'''
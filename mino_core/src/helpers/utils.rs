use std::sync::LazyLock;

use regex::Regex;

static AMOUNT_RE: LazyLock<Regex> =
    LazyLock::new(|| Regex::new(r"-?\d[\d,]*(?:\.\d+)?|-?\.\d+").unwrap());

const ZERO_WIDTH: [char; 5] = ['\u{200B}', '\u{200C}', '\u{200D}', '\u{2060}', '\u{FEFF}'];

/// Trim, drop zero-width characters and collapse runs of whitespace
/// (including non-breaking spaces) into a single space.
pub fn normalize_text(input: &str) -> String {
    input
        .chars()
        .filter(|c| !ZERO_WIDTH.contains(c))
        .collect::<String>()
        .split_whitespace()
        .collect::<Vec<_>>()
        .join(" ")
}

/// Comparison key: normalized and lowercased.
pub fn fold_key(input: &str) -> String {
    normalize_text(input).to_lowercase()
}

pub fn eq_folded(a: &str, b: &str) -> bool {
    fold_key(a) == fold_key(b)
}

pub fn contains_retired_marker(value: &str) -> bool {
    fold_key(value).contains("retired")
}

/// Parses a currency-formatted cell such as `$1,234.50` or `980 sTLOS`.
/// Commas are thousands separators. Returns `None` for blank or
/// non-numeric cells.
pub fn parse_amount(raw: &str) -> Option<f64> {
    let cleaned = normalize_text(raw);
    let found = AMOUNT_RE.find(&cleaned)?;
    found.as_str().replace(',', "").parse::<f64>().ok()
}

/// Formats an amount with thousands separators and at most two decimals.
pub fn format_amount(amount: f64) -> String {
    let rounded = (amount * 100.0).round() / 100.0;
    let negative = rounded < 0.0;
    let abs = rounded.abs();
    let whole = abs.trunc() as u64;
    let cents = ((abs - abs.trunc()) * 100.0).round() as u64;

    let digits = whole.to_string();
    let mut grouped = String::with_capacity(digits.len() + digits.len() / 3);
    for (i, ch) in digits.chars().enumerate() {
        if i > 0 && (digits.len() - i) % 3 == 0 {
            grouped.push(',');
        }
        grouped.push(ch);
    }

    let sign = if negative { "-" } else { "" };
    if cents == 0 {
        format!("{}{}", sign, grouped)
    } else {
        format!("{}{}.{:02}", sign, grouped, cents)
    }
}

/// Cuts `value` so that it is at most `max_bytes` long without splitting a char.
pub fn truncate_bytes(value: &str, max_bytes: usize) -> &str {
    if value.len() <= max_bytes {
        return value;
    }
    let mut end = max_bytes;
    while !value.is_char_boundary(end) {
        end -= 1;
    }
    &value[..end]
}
'''
Word for word, set down the lines from the beginning of the records through the line that holds "if value.len() <= max_bytes". Leave out the rest.

filename mino_core/src/helpers/utils.rs
use std::sync::LazyLock;

use regex::Regex;

static AMOUNT_RE: LazyLock<Regex> =
    LazyLock::new(|| Regex::new(r"-?\d[\d,]*(?:\.\d+)?|-?\.\d+").unwrap());

const ZERO_WIDTH: [char; 5] = ['\u{200B}', '\u{200C}', '\u{200D}', '\u{2060}', '\u{FEFF}'];

/// Trim, drop zero-width characters and collapse runs of whitespace
/// (including non-breaking spaces) into a single space.
pub fn normalize_text(input: &str) -> String {
    input
        .chars()
        .filter(|c| !ZERO_WIDTH.contains(c))
        .collect::<String>()
        .split_whitespace()
        .collect::<Vec<_>>()
        .join(" ")
}

/// Comparison key: normalized and lowercased.
pub fn fold_key(input: &str) -> String {
    normalize_text(input).to_lowercase()
}

pub fn eq_folded(a: &str, b: &str) -> bool {
    fold_key(a) == fold_key(b)
}

pub fn contains_retired_marker(value: &str) -> bool {
    fold_key(value).contains("retired")
}

/// Parses a currency-formatted cell such as `$1,234.50` or `980 sTLOS`.
/// Commas are thousands separators. Returns `None` for blank or
/// non-numeric cells.
pub fn parse_amount(raw: &str) -> Option<f64> {
    let cleaned = normalize_text(raw);
    let found = AMOUNT_RE.find(&cleaned)?;
    found.as_str().replace(',', "").parse::<f64>().ok()
}

/// Formats an amount with thousands separators and at most two decimals.
pub fn format_amount(amount: f64) -> String {
    let rounded = (amount * 100.0).round() / 100.0;
    let negative = rounded < 0.0;
    let abs = rounded.abs();
    let whole = abs.trunc() as u64;
    let cents = ((abs - abs.trunc()) * 100.0).round() as u64;

    let digits = whole.to_string();
    let mut grouped = String::with_capacity(digits.len() + digits.len() / 3);
    for (i, ch) in digits.chars().enumerate() {
        if i > 0 && (digits.len() - i) % 3 == 0 {
            grouped.push(',');
        }
        grouped.push(ch);
    }

    let sign = if negative { "-" } else { "" };
    if cents == 0 {
        format!("{}{}", sign, grouped)
    } else {
        format!("{}{}.{:02}", sign, grouped, cents)
    }
}

/// Cuts `value` so that it is at most `max_bytes` long without splitting a char.
pub fn truncate_bytes(value: &str, max_bytes: usize) -> &str {
    if value.len() <= max_bytes {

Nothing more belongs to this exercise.